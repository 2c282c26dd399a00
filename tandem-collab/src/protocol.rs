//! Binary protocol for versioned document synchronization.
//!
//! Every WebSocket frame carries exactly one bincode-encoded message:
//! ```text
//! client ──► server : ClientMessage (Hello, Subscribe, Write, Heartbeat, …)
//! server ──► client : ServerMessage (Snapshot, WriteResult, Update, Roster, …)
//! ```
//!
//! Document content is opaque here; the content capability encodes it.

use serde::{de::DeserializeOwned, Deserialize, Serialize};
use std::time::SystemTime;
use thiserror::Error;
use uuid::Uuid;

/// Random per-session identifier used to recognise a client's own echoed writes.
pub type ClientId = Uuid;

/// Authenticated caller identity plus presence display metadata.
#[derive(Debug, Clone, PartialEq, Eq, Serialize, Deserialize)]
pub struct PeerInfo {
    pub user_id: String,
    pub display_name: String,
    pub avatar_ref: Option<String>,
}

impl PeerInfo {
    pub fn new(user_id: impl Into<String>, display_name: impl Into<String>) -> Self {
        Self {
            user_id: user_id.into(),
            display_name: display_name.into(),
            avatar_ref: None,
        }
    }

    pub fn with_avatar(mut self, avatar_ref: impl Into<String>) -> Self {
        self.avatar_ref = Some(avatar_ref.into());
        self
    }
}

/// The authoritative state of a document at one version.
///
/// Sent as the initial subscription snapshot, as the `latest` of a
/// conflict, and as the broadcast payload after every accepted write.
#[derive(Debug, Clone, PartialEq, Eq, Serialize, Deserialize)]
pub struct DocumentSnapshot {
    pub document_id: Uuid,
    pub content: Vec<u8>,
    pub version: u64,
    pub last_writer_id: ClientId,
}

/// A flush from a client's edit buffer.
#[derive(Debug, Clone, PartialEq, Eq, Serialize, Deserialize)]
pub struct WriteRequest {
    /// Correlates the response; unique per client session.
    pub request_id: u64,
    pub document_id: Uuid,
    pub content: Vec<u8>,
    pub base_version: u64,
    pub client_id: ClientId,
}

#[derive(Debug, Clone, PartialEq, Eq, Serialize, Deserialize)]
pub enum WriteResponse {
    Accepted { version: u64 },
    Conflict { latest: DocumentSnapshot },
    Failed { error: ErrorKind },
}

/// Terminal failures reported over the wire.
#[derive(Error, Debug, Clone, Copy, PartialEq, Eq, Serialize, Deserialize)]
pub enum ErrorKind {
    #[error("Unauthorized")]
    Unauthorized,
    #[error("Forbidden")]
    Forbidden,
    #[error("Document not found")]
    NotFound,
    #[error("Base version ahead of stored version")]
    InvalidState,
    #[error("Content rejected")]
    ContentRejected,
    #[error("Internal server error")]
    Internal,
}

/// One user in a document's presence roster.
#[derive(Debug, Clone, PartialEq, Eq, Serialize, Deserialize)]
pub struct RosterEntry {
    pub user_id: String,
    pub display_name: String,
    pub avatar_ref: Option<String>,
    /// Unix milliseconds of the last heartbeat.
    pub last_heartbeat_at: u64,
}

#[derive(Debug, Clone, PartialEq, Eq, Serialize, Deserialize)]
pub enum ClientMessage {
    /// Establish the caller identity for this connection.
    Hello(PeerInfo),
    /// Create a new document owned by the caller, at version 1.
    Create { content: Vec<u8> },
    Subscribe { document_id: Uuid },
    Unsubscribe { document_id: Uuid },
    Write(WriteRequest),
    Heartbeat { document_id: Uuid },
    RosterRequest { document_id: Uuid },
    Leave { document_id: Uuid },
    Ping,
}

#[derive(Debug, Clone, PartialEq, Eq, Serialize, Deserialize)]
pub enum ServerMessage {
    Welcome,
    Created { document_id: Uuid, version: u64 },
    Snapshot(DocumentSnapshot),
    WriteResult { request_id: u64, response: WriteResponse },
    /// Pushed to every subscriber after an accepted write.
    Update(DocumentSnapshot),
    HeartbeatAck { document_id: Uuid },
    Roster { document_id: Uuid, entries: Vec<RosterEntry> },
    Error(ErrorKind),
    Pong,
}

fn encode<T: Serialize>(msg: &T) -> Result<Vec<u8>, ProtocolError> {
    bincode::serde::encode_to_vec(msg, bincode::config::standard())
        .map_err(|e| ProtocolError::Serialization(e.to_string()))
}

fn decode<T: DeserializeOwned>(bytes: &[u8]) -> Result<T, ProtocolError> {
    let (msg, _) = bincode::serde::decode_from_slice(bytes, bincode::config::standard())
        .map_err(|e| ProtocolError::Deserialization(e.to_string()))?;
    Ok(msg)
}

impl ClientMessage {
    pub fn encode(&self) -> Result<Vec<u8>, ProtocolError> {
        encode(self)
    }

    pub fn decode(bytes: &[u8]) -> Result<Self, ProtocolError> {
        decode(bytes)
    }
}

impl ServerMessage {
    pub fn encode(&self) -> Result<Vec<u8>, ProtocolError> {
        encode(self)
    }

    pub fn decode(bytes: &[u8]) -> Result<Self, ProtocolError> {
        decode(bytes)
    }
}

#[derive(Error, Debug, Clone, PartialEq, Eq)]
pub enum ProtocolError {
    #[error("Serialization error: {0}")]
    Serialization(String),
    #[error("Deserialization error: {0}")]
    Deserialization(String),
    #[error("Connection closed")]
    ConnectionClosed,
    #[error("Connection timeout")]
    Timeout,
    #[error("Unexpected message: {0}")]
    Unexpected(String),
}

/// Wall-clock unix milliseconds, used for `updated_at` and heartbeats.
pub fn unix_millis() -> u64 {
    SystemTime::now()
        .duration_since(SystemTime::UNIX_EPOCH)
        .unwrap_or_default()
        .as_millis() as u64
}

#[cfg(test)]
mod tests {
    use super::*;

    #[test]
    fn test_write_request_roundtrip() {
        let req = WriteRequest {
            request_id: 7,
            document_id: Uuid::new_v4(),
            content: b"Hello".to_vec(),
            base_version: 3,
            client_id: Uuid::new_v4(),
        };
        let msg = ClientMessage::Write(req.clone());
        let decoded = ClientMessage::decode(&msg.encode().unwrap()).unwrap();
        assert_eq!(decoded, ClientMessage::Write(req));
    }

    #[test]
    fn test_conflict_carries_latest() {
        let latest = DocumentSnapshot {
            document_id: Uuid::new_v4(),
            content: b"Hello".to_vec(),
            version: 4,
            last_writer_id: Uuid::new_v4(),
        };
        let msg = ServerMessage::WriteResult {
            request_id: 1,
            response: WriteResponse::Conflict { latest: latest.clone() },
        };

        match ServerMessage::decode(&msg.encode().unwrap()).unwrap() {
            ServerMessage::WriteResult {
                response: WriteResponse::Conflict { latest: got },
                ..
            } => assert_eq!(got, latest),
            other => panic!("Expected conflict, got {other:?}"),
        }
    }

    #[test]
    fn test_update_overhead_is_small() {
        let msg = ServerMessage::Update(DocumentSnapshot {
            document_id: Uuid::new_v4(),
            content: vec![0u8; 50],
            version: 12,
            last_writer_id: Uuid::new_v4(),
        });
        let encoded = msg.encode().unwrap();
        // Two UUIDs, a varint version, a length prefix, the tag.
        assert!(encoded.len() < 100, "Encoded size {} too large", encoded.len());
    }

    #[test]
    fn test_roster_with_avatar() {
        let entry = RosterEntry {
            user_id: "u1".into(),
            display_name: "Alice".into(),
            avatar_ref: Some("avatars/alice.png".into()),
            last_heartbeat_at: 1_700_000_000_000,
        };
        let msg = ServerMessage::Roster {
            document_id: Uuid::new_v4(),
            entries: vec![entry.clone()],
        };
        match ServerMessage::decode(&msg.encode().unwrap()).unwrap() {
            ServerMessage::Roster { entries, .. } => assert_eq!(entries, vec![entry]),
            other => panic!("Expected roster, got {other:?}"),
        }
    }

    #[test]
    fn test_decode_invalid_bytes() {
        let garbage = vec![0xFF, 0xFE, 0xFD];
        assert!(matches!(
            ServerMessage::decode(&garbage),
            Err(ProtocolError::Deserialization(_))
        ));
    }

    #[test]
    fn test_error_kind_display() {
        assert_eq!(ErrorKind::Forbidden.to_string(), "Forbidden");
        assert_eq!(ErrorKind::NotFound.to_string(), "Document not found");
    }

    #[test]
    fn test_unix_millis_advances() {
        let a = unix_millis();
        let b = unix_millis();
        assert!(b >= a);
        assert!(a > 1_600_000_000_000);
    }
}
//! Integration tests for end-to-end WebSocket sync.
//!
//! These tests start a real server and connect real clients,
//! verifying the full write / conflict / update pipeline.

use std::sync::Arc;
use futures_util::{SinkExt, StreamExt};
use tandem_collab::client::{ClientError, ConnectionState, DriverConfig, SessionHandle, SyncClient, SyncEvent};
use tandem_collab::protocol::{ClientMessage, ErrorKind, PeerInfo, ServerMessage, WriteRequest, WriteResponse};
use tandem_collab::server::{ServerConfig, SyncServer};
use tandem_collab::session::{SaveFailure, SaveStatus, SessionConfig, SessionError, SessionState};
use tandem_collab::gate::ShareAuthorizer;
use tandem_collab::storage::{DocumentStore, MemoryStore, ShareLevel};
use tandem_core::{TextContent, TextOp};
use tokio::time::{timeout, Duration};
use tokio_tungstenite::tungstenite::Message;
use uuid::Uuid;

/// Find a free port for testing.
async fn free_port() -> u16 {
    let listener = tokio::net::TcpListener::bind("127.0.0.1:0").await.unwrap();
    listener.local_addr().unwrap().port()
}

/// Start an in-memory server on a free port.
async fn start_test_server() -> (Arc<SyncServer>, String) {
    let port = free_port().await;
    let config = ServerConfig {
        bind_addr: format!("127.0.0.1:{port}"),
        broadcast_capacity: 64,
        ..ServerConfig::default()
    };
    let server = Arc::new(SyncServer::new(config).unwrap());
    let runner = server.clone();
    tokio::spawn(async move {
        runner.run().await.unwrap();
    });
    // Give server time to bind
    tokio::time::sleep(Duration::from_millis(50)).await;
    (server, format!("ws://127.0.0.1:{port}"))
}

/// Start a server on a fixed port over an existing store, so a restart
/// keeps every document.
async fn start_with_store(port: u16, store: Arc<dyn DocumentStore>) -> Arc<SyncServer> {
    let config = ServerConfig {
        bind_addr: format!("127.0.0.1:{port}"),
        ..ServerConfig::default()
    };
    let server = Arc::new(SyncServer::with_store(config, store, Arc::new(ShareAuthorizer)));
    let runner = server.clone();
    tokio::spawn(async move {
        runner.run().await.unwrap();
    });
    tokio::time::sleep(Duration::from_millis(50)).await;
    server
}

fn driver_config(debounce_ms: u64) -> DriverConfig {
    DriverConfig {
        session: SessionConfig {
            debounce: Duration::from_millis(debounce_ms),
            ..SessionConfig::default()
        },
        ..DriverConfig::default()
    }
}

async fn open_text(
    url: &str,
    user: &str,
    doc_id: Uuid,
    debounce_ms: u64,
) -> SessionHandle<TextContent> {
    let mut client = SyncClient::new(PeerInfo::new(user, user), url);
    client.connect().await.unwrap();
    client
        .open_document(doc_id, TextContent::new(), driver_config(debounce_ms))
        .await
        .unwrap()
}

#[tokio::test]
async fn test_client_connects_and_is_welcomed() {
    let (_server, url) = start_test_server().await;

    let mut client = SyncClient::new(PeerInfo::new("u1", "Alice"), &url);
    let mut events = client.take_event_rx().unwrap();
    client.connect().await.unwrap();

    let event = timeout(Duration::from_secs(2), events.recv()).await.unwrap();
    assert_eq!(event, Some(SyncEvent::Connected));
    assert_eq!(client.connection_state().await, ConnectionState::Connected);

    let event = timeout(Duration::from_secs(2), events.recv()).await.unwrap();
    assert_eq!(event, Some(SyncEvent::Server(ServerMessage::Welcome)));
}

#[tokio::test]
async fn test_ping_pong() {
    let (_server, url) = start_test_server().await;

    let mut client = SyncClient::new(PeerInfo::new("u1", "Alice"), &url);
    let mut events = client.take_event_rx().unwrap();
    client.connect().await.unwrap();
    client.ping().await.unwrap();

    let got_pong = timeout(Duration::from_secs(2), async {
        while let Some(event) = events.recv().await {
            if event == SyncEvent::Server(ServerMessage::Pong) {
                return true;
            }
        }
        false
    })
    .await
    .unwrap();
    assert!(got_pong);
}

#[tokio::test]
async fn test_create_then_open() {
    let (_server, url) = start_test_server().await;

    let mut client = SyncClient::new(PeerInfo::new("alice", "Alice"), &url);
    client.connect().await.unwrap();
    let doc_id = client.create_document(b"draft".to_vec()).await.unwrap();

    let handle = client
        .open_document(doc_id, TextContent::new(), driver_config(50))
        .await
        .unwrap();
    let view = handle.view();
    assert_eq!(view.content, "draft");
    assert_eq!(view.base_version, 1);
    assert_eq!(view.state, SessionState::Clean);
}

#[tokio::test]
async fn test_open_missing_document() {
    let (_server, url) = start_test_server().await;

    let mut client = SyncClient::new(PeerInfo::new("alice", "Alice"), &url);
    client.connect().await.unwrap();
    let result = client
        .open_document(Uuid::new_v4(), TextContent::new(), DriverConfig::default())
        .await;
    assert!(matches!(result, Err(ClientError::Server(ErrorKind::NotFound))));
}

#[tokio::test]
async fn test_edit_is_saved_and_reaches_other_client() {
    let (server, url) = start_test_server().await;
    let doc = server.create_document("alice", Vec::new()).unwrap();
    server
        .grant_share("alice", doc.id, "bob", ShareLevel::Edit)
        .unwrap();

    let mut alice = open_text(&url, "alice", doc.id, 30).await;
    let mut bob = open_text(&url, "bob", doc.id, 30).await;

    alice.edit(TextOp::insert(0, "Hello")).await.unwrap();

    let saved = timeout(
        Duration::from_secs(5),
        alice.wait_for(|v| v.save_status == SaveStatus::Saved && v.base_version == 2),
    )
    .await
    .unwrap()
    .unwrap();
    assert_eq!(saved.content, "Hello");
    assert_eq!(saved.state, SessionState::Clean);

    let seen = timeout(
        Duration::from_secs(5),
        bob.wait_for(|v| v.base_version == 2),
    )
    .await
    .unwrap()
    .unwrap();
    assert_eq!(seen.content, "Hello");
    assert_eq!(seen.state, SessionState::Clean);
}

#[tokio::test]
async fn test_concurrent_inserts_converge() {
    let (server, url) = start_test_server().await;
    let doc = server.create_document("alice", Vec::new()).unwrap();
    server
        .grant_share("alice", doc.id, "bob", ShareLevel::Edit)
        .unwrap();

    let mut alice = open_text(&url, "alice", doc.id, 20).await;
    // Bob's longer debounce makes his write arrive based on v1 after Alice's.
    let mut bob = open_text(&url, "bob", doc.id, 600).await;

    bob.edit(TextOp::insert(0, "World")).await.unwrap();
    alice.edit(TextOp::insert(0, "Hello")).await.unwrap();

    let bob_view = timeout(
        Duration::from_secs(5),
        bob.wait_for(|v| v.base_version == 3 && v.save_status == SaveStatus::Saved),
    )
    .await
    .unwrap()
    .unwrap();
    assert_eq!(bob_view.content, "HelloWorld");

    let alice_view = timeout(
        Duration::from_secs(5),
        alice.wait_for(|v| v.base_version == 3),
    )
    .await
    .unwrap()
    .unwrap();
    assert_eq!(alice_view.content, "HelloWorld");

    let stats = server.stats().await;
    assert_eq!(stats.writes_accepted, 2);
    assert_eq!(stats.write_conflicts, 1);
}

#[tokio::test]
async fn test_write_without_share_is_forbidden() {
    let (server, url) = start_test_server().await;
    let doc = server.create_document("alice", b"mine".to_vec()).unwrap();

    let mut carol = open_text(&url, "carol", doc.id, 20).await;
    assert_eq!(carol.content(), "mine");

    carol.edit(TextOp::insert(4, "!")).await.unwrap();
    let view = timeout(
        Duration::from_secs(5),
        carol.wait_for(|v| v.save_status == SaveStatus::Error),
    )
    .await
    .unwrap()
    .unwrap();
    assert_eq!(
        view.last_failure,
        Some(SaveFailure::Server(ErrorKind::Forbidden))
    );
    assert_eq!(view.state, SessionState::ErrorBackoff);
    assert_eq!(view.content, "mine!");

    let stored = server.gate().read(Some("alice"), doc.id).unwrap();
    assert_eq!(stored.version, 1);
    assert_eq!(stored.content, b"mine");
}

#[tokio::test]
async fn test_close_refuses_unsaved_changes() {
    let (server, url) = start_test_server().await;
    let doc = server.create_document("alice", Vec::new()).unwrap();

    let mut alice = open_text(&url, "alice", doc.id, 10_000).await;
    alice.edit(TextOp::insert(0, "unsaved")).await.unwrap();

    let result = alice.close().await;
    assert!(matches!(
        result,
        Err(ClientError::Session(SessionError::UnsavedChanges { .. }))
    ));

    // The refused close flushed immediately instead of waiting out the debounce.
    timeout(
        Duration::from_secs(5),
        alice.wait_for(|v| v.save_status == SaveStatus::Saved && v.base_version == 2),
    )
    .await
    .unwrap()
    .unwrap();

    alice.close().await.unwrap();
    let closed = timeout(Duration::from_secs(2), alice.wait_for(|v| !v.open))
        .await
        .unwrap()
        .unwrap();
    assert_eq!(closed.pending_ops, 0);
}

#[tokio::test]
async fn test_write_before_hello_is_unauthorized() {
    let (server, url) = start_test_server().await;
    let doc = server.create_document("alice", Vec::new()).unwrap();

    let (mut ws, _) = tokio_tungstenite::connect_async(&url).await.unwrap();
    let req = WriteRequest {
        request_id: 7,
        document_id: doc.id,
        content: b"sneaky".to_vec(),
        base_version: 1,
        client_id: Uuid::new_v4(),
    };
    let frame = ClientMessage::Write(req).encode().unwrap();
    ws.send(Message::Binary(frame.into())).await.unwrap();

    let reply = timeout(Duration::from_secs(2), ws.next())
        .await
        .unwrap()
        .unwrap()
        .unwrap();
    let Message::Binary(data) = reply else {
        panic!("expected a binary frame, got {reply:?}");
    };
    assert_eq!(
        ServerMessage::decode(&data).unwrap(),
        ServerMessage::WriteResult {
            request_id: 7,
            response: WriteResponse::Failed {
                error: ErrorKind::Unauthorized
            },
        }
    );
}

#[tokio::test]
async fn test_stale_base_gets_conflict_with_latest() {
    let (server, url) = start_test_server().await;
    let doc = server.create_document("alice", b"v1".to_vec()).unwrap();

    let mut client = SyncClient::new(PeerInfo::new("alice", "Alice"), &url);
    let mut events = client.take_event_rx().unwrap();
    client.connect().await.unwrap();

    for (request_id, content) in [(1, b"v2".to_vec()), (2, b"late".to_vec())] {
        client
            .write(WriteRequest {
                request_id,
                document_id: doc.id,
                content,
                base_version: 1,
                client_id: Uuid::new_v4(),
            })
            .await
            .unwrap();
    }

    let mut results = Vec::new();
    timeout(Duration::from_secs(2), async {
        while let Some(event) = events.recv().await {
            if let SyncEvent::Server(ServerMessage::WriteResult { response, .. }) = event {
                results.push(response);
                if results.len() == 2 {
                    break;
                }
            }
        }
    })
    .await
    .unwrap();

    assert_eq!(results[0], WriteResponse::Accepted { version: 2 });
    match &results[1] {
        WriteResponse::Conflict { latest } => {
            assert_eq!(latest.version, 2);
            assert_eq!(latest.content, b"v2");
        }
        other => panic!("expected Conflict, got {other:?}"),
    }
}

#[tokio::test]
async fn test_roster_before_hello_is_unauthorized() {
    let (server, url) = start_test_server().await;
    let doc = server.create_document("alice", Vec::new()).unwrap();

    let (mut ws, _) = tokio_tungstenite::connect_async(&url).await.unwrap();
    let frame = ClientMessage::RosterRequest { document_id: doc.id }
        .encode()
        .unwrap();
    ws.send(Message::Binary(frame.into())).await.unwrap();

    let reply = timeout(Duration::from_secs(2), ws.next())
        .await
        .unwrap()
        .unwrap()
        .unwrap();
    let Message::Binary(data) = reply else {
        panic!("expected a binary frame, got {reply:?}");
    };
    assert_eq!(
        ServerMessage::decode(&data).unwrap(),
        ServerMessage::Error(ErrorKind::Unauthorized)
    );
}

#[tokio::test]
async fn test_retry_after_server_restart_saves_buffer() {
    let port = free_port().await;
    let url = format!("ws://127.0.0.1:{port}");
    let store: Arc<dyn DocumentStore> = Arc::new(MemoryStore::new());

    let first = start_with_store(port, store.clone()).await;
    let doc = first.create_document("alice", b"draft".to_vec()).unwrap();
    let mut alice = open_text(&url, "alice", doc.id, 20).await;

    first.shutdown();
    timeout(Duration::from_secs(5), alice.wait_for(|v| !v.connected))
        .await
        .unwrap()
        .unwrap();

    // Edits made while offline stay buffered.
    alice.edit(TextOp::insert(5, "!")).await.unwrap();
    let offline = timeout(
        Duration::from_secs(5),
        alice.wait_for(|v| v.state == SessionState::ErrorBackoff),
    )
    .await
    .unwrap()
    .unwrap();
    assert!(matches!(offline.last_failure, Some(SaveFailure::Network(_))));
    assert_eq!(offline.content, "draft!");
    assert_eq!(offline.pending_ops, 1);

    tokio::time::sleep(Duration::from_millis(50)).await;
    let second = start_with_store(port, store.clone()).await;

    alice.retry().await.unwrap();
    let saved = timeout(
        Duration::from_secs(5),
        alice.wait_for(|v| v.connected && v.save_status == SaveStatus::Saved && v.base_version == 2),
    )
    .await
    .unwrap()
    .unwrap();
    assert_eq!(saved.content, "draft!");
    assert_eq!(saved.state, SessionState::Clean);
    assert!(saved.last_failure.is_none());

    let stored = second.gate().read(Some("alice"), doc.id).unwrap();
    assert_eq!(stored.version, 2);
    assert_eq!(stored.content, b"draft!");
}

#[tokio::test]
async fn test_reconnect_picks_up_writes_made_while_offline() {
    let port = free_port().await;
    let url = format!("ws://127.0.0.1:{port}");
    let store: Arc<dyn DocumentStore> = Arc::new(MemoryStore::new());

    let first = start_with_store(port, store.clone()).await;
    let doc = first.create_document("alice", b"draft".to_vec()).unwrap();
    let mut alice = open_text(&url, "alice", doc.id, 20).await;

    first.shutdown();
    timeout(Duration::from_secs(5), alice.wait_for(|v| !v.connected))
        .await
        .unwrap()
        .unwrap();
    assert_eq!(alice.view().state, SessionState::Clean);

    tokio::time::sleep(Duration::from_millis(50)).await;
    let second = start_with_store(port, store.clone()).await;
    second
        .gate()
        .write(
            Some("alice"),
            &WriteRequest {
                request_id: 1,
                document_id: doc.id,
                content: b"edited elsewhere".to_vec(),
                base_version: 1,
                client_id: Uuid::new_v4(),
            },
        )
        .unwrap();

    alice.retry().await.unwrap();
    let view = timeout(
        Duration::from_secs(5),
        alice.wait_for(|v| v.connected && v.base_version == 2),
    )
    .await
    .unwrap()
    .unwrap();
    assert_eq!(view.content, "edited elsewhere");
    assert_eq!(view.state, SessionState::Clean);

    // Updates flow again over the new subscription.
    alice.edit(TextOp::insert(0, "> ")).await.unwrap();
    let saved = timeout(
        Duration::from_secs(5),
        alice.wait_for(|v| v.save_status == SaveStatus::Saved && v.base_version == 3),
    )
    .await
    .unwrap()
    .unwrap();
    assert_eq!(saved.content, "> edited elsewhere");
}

=-=-=-=-=

[Work item]
Look through the records for the word "matches". Every line that has it should be copied.

[Solved exercise]
        assert!(matches!(
    assert!(matches!(result, Err(ClientError::Server(ErrorKind::NotFound))));
    assert!(matches!(
    assert!(matches!(offline.last_failure, Some(SaveFailure::Network(_))));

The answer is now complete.